Image: Medellin’s Santo Domingo Savio Library (Tomas Botero Vargas, Flickr).

The now common narrative is that this was achieved through urban development policies that were aimed at addressing the inequality and exclusion thought to be behind the violence. These policies included extending the metro system, with cable cars going to the most stigmatised areas of the city, and establishing inclusive public spaces such as parks, art galleries and museums. Some of the world’s best architects were asked to build libraries strategically placed in areas that had once been no-go zones.

However, the popularity and prominence of the Medellín Miracle has become a concern to many. They fear that the visible bits and pieces that supposedly made the ‘miracle’, the transport system, parks and iconic buildings, have been reduced to a branding strategy for the city in the global market place – and that the political changes behind the miracle are being forgotten. It is also frequently, and powerfully, alleged that the reduction in violence in Medellín has more to do with the power granted to paramilitary groups to control violent areas – what Forrest Hylton has termed a ‘paramilitary peace’.

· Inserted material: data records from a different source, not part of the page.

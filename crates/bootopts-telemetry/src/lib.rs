//! Logging setup for bootopts.
//!
//! The resolution engine only emits `tracing` events; this crate installs a
//! subscriber for embedders that do not have one yet:
//!
//! - **JSON** output for production
//! - **Pretty** or **compact** output for development
//! - Filter overrides through an environment variable (`BOOTOPTS_LOG`)
//!
//! # Example
//!
//! ```rust,ignore
//! use bootopts_telemetry::{init_logging, LogConfig};
//!
//! init_logging(&LogConfig::production())?;
//! ```
//!
//! Log levels used by the engine:
//!
//! | Level | Events |
//! |-------|--------|
//! | `info` | resolution finished |
//! | `warn` | candidate ignored by an option's source restriction |
//! | `debug` | source read, option resolved, lenient unknown skipped |
//! | `trace` | every candidate, defaults, rule checks |

#![warn(missing_docs)]

pub mod error;
pub mod logging;

pub use error::TelemetryError;
pub use logging::{create_env_filter, init_logging, LogConfig, LogFormat};

/// Result type for telemetry operations.
pub type TelemetryResult<T> = Result<T, TelemetryError>;
//! Startup options of a language runtime, declared for `bootopts-core`.
//!
//! This crate provides:
//! - [`runtime_table`] - the process-wide option table (built once)
//! - [`runtime_rules`] - consistency rules between runtime options
//! - [`runtime_env_source`] - `BOOT_*` environment variables and aliases
//! - [`RuntimeOptions`] - a typed, owned view for the bootstrap code
//!
//! # Example
//!
//! ```
//! use bootopts_core::{Collector, CommandLineSource, Resolver};
//! use bootopts_runtime::{runtime_rules, runtime_table, RuntimeOptions, Switch};
//!
//! # fn main() -> Result<(), bootopts_core::OptionsError> {
//! let cli = CommandLineSource::new()
//!     .value("nthreads", "4")
//!     .value("banner", "no");
//!
//! let config = Resolver::new(runtime_table()?)
//!     .with_rules(runtime_rules())
//!     .resolve_sources(Collector::new().source(cli))?;
//!
//! let options = RuntimeOptions::from_resolved(&config)?;
//! assert_eq!(options.nthreads, 4);
//! assert_eq!(options.banner, Switch::No);
//! # Ok(())
//! # }
//! ```

#![warn(missing_docs)]

mod choices;
mod env;
mod options;
mod rules;
mod schema;

pub use choices::{CheckBounds, CompileMode, CompiledModules, DepWarn, Switch, Tracking, TrimMode};
pub use env::{runtime_env_source, ENV_ALIASES, ENV_PREFIX};
pub use options::RuntimeOptions;
pub use rules::runtime_rules;
pub use schema::{build_runtime_table, runtime_table, ALL_OUTPUTS, MAX_THREADS, NATIVE_OUTPUTS};
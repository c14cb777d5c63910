//! The runtime's option table.
//!
//! Declaration order is resolution order, so it is also the order in which
//! errors are reported and snapshots are dumped.

use std::sync::OnceLock;

use bootopts_core::{
    DescriptorTable, Normalizer, OptionDescriptor, OptionsResult, SourceKind, Validator,
};

use crate::choices::{
    CheckBounds, CompileMode, CompiledModules, DepWarn, Switch, Tracking, TrimMode,
};

static RUNTIME_TABLE: OnceLock<DescriptorTable> = OnceLock::new();

/// Largest thread count any thread option accepts.
pub const MAX_THREADS: u64 = i16::MAX as u64;

/// The process-wide runtime table, built on first use.
///
/// # Errors
///
/// Returns the table construction error if a descriptor is malformed. A
/// failed build is not cached; the next call tries again.
pub fn runtime_table() -> OptionsResult<&'static DescriptorTable> {
    if let Some(table) = RUNTIME_TABLE.get() {
        return Ok(table);
    }

    let table = build_runtime_table()?;
    tracing::debug!(options = table.len(), "installed runtime option table");
    Ok(RUNTIME_TABLE.get_or_init(|| table))
}

/// Build a fresh copy of the runtime table.
///
/// Most callers want [`runtime_table`]; this is for embedders that extend
/// the schema with options of their own.
pub fn build_runtime_table() -> OptionsResult<DescriptorTable> {
    DescriptorTable::builder()
        .register_all(general())?
        .register_all(threads())?
        .register_all(compilation())?
        .register_all(instrumentation())?
        .register_all(distributed())?
        .register_all(outputs())?
        .register_all(memory())?
        .register_all(signals())
        .map(|builder| builder.build())
}

fn path(id: &str, description: &str) -> OptionDescriptor {
    OptionDescriptor::string(id, "")
        .with_normalizer(Normalizer::trim())
        .with_description(description)
}

fn general() -> Vec<OptionDescriptor> {
    vec![
        OptionDescriptor::bool("quiet", false).with_description("Suppress the startup banner and warnings"),
        OptionDescriptor::choice("banner", Switch::CHOICES.iter().copied(), "auto")
            .with_description("Show the startup banner"),
        OptionDescriptor::string("bindir", "")
            .only_from([SourceKind::Embedder])
            .with_description("Directory holding the runtime executable"),
        OptionDescriptor::string("executable", "")
            .only_from([SourceKind::Embedder])
            .with_description("Path of the runtime executable"),
        OptionDescriptor::string_list("cmds").with_description("Expressions to evaluate, in order"),
        path("image_file", "System image to load"),
        OptionDescriptor::string("cpu_target", "")
            .with_normalizer(Normalizer::trim())
            .with_description("Target CPU for code generation"),
        path("project", "Project environment to activate"),
        path("program_file", "Script to run"),
        OptionDescriptor::bool("isinteractive", false).with_description("Start an interactive session"),
        OptionDescriptor::choice("color", Switch::CHOICES.iter().copied(), "auto")
            .with_description("Colored terminal output"),
        OptionDescriptor::bool("historyfile", true).with_description("Load and save REPL history"),
        OptionDescriptor::bool("startupfile", true).with_description("Run the user startup file"),
    ]
}

fn threads() -> Vec<OptionDescriptor> {
    vec![
        OptionDescriptor::int("nthreads", 1)
            .with_validator(Validator::int_range(1, i64::from(i16::MAX)))
            .with_description("Total worker threads"),
        OptionDescriptor::uint("nthreadpools", 1)
            .with_validator(Validator::uint_range(1, 2))
            .with_description("Number of thread pools"),
        OptionDescriptor::uint_list("nthreads_per_pool", Vec::new())
            .with_validator(Validator::max_len(2).and(Validator::each_in_range(0, MAX_THREADS)))
            .with_description("Threads in each pool, interactive pool first"),
        OptionDescriptor::uint("nmarkthreads", 0)
            .with_validator(Validator::uint_range(0, MAX_THREADS))
            .with_description("GC mark threads (0 picks automatically)"),
        OptionDescriptor::uint("nsweepthreads", 0)
            .with_validator(Validator::uint_range(0, 1))
            .with_description("Concurrent GC sweep threads"),
        OptionDescriptor::uint("nprocs", 0)
            .with_validator(Validator::uint_range(0, u64::from(u32::MAX >> 1)))
            .with_description("Local worker processes to launch"),
        path("machine_file", "Hosts to launch workers on"),
    ]
}

fn compilation() -> Vec<OptionDescriptor> {
    vec![
        OptionDescriptor::choice("compile_enabled", CompileMode::CHOICES.iter().copied(), "yes")
            .with_description("Compiler mode"),
        OptionDescriptor::uint("opt_level", 2)
            .with_validator(Validator::uint_range(0, 3))
            .with_description("Optimization level"),
        OptionDescriptor::uint("opt_level_min", 0)
            .with_validator(Validator::uint_range(0, 3))
            .with_description("Lower bound on per-module optimization level"),
        OptionDescriptor::uint("debug_level", 1)
            .with_validator(Validator::uint_range(0, 2))
            .with_description("Debug info level"),
        OptionDescriptor::choice("check_bounds", CheckBounds::CHOICES.iter().copied(), "default")
            .with_description("Bounds checking policy"),
        OptionDescriptor::choice("depwarn", DepWarn::CHOICES.iter().copied(), "no")
            .with_description("Deprecation warnings"),
        OptionDescriptor::bool("warn_overwrite", false).with_description("Warn on method overwrite"),
        OptionDescriptor::bool("warn_scope", true).with_description("Warn on ambiguous top-level scope"),
        OptionDescriptor::bool("can_inline", true).with_description("Allow inlining"),
        OptionDescriptor::bool("polly", true).with_description("Enable polyhedral optimization"),
        OptionDescriptor::bool("fast_math", false).with_description("Allow unsafe floating point rewrites"),
        OptionDescriptor::bool("use_experimental_features", false),
        OptionDescriptor::bool("use_sysimage_native_code", true)
            .with_description("Use native code from the system image"),
        OptionDescriptor::choice(
            "use_compiled_modules",
            CompiledModules::CHOICES.iter().copied(),
            "yes",
        )
        .with_description("Use precompiled module caches"),
        OptionDescriptor::bool("use_pkgimages", true).with_description("Use native package images"),
        OptionDescriptor::bool("image_codegen", false).with_description("Generate code as if building an image"),
        OptionDescriptor::choice("trim", TrimMode::CHOICES.iter().copied(), "no")
            .with_description("Remove unreachable code from output images"),
    ]
}

fn instrumentation() -> Vec<OptionDescriptor> {
    vec![
        OptionDescriptor::choice("code_coverage", Tracking::CHOICES.iter().copied(), "none")
            .with_description("Count executions of source lines"),
        OptionDescriptor::choice("malloc_log", Tracking::CHOICES.iter().copied(), "none")
            .with_description("Count bytes allocated by source lines"),
        path("tracked_path", "Only track files under this path"),
        path("trace_compile", "Write precompile statements to this file"),
        OptionDescriptor::bool("trace_compile_timing", false)
            .with_description("Include compile times in trace output"),
        path("trace_dispatch", "Write dynamic dispatch statements to this file"),
        OptionDescriptor::bool("task_metrics", false).with_description("Collect per-task timing"),
    ]
}

fn distributed() -> Vec<OptionDescriptor> {
    vec![
        OptionDescriptor::bool("worker", false).with_description("Run as a worker process"),
        OptionDescriptor::string("cookie", "")
            .only_from([SourceKind::CommandLine, SourceKind::Embedder])
            .with_description("Cluster cookie"),
        OptionDescriptor::string("bindto", "")
            .with_normalizer(Normalizer::trim())
            .with_description("Address workers listen on"),
    ]
}

fn outputs() -> Vec<OptionDescriptor> {
    vec![
        path("outputbc", "Write optimized LLVM bitcode"),
        path("outputunoptbc", "Write unoptimized LLVM bitcode"),
        path("outputo", "Write an object file"),
        path("outputasm", "Write assembly"),
        path("outputji", "Write a system image"),
        path("output_code_coverage", "Write coverage data to this file"),
        OptionDescriptor::bool("incremental", false).with_description("Build on top of the loaded image"),
        OptionDescriptor::bool("strip_metadata", false).with_description("Drop docstrings and source locations"),
        OptionDescriptor::bool("strip_ir", false).with_description("Drop IR from output images"),
        OptionDescriptor::bool("permalloc_pkgimg", false),
    ]
}

fn memory() -> Vec<OptionDescriptor> {
    vec![
        OptionDescriptor::byte_size("heap_size_hint", 0)
            .with_description("Collect more aggressively above this heap size"),
        OptionDescriptor::byte_size("hard_heap_limit", 0)
            .with_description("Abort above this heap size (0 means unlimited)"),
        OptionDescriptor::byte_size("heap_target_increment", 0)
            .with_description("Heap growth between collections"),
        OptionDescriptor::bool("gc_sweep_always_full", false),
        OptionDescriptor::int("timeout_for_safepoint_straggler_s", -1)
            .with_validator(Validator::int_range(-1, i64::from(i16::MAX)))
            .with_description("Seconds before reporting a thread stuck outside a safepoint (-1 disables)"),
    ]
}

fn signals() -> Vec<OptionDescriptor> {
    vec![
        OptionDescriptor::bool("handle_signals", true).with_description("Install signal handlers"),
        OptionDescriptor::bool("rr_detach", false),
    ]
}

/// Identifiers of the native output artifacts.
pub const NATIVE_OUTPUTS: [&str; 4] = ["outputo", "outputbc", "outputunoptbc", "outputasm"];

/// Identifiers of every output artifact.
pub const ALL_OUTPUTS: [&str; 5] = ["outputo", "outputbc", "outputunoptbc", "outputasm", "outputji"];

It was in this context that I returned to the work I’d done in the city in 2012 to develop a book on the political lessons of Medellín’s transformation. The main contention of this book echoes the DLP’s approach to development; this has not just been a technical fix, and the political changes behind social urbanism are an essential element of understanding what has happened in the city.

For Medellín’s transformation was anything but an overnight ‘miracle’. The political coalitions and networks that made the policies of social urbanism possible took decades to develop. On being declared the most violent city on earth in 1992, political actors – politicians, community leaders, academics and business leaders – were galvanised into a search for ‘Future Alternatives for Medellín’. Seeking to understand what was behind the city’s astronomical levels of violence, they held a series of seminars. Their analysis was that pervasive inequality and exclusion in Medellín had flourished in the context of Colombia’s on-going civil war and the economic recession of the 1980s. This had allowed violent actors to gain power and to abuse it.

The main coalition that formed during this process of analysis between social movements, NGOs, politicians and business elites was eventually to become a political party – Compromiso Ciudadano. Compromiso Ciudadano won the municipal elections of 2003 and, under the administration of Mayor Sergio Fajardo, was able to implement the policies of social urbanism that had been developed during the previous decade.

The real lesson from Medellín is how political processes changed. And these processes, fear many of the progressive actors involved with the development of social urbanism, are now at risk. They fear that calling their success the ‘Medellin Model’ implies that the city’s transformation was a technical fix. Yet behind the ‘blocks of concrete’ – as one community leader referred to the iconic buildings that have re-branded the city – progressive and in some cases radical social movements and NGOs worked to form coalitions with Medellin’s exclusive political and business elites. Those elites were themselves committed to addressing the astronomical levels of violence experienced in the 1980s and 1990s.

These coalitions were made possible by inclusive political processes and by checks and balances to attenuate the potential for populism. Innovative strategies encouraged the creation of co-operatives, community-business alliances and platforms so that the perspectives of everyone in this astonishingly diverse city could be understood, including radical and minority groups.

The Medellín Miracle is not about the architectural and infrastructural transformations, but the long term political changes that made it possible for the architects and engineers to build them.